===== DATASET ENTRIES =====

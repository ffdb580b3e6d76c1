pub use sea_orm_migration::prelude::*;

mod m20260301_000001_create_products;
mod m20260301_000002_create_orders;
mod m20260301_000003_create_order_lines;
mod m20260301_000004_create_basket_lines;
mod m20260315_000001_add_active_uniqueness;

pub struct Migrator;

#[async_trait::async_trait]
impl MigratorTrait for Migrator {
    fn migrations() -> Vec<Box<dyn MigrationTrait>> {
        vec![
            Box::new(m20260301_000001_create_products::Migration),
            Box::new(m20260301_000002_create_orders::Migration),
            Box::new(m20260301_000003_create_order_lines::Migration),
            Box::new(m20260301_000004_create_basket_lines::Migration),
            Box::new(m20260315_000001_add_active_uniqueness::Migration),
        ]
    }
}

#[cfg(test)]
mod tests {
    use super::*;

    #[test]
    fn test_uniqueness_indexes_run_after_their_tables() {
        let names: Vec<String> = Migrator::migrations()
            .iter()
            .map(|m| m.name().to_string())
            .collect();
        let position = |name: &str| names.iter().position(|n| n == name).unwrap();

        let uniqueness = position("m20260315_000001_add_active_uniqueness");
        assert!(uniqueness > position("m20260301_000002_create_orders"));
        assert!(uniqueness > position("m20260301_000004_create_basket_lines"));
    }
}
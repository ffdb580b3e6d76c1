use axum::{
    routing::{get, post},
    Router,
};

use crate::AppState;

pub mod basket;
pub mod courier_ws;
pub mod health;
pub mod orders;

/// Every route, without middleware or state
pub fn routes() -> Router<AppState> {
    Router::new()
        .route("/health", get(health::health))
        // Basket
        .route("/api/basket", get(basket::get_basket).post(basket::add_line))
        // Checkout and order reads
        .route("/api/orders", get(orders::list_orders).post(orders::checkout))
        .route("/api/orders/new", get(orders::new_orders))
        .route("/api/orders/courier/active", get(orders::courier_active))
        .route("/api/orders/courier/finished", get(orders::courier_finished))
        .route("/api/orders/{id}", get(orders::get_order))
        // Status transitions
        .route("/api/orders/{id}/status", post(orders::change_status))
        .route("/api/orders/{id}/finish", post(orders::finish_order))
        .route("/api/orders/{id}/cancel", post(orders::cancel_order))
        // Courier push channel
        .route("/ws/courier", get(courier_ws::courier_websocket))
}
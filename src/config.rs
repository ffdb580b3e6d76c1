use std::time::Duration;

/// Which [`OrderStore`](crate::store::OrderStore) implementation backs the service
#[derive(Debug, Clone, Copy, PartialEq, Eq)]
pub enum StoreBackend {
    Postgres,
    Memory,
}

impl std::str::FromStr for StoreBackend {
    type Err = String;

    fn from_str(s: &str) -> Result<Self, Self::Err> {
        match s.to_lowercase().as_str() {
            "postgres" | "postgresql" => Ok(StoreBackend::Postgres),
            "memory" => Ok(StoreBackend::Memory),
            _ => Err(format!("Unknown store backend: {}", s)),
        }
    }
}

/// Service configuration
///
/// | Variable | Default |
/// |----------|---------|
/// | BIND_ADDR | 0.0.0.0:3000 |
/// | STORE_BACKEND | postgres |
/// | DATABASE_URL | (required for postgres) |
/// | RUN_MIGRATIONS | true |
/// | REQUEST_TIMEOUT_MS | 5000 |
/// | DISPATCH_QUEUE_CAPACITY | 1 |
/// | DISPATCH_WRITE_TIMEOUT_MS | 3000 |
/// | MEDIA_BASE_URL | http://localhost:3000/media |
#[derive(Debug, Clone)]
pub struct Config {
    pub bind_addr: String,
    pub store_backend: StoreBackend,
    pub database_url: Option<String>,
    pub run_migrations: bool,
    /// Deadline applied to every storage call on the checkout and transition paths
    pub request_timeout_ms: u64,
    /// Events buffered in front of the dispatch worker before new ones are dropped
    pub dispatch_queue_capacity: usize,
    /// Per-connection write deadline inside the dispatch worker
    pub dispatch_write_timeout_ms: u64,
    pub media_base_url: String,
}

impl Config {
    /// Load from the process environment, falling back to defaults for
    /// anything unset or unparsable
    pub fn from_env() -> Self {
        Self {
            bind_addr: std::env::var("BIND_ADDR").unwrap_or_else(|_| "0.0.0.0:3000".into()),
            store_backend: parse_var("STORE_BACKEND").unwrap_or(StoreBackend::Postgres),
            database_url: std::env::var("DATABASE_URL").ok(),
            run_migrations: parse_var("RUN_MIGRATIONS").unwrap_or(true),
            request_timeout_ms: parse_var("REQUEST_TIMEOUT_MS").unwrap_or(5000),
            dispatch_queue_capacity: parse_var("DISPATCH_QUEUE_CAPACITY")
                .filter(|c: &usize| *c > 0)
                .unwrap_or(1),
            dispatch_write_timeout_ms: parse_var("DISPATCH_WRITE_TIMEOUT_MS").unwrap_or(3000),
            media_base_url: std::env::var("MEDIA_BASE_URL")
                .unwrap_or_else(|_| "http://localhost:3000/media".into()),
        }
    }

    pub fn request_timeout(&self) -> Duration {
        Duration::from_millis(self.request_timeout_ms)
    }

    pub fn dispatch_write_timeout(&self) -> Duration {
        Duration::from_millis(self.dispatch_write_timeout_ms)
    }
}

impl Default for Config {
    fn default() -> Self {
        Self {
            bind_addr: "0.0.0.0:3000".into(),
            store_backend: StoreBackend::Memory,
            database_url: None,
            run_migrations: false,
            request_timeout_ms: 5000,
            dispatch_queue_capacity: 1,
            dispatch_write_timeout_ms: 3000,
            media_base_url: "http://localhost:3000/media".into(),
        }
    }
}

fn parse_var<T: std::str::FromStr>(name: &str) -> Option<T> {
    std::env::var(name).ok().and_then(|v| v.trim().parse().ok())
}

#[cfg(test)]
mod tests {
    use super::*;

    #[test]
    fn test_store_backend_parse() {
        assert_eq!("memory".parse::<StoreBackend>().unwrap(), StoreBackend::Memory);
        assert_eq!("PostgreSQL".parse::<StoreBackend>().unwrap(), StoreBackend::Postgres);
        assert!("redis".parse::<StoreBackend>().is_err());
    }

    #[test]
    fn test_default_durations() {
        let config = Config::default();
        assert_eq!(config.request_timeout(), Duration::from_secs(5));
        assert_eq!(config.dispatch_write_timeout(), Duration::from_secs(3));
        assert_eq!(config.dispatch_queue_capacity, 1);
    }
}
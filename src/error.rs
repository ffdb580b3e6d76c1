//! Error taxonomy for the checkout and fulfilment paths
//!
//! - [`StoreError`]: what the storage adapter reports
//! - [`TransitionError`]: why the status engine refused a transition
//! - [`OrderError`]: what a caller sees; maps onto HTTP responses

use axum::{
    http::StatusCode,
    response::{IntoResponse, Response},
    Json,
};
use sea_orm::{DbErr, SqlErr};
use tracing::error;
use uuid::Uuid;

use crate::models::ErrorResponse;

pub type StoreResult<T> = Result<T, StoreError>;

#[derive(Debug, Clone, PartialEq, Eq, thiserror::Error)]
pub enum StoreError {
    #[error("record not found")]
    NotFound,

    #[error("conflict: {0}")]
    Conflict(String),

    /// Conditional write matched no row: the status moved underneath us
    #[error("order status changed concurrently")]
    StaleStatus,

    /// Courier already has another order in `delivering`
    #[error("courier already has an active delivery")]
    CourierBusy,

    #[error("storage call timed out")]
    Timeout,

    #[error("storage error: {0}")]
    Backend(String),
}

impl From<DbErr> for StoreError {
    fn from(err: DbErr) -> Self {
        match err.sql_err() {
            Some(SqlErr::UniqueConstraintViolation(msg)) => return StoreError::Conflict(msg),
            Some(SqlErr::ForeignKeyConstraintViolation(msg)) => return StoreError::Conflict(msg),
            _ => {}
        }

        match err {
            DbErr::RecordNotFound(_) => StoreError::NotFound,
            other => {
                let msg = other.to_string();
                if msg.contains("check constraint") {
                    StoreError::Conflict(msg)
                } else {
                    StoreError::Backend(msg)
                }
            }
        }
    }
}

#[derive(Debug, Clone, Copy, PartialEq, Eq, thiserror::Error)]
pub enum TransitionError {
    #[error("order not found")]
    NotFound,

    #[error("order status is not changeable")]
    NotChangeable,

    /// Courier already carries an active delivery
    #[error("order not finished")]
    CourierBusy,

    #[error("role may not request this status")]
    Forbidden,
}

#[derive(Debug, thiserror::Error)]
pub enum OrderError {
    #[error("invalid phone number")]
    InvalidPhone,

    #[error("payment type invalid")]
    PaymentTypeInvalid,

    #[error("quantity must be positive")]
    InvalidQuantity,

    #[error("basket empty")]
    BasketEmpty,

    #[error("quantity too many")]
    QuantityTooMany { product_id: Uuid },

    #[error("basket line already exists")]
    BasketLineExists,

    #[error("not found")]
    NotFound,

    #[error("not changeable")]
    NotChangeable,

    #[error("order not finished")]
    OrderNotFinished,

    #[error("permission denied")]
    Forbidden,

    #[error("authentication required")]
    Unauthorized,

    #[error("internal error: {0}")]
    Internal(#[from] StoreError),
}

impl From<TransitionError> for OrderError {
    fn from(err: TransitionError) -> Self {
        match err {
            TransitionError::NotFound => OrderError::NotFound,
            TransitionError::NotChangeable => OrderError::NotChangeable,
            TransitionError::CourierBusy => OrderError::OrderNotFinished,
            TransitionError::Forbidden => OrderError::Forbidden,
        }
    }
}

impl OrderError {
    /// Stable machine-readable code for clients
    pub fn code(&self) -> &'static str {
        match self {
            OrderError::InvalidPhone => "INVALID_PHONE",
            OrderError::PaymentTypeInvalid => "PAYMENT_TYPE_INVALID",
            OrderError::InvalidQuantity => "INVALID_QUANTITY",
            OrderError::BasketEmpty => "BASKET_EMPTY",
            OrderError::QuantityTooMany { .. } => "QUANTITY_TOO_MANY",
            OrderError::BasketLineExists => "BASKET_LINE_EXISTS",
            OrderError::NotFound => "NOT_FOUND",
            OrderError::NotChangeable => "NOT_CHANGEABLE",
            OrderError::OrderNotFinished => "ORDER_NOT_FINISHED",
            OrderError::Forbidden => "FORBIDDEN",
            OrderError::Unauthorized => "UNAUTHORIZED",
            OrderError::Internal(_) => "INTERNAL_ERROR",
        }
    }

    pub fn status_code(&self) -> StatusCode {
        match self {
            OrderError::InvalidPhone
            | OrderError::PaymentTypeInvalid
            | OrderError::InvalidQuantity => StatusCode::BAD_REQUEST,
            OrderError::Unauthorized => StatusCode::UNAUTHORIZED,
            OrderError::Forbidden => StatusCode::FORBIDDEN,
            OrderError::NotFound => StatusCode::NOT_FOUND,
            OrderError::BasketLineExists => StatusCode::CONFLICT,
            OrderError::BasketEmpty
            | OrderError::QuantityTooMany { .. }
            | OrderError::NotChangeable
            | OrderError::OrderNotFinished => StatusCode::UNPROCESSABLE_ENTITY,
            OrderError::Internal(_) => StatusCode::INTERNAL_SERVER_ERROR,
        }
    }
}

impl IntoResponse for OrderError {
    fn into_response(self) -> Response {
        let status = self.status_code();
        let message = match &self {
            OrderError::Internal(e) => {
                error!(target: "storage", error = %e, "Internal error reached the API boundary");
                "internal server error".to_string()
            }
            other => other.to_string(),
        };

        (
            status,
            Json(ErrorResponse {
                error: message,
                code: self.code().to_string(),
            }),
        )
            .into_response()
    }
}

=====

**PROBLEM STATEMENT**
What lines in the entries above hold "Unauthorized"? Copy every one.

**TASK RESULT**
    Unauthorized,
            OrderError::Unauthorized => "UNAUTHORIZED",
            OrderError::Unauthorized => StatusCode::UNAUTHORIZED,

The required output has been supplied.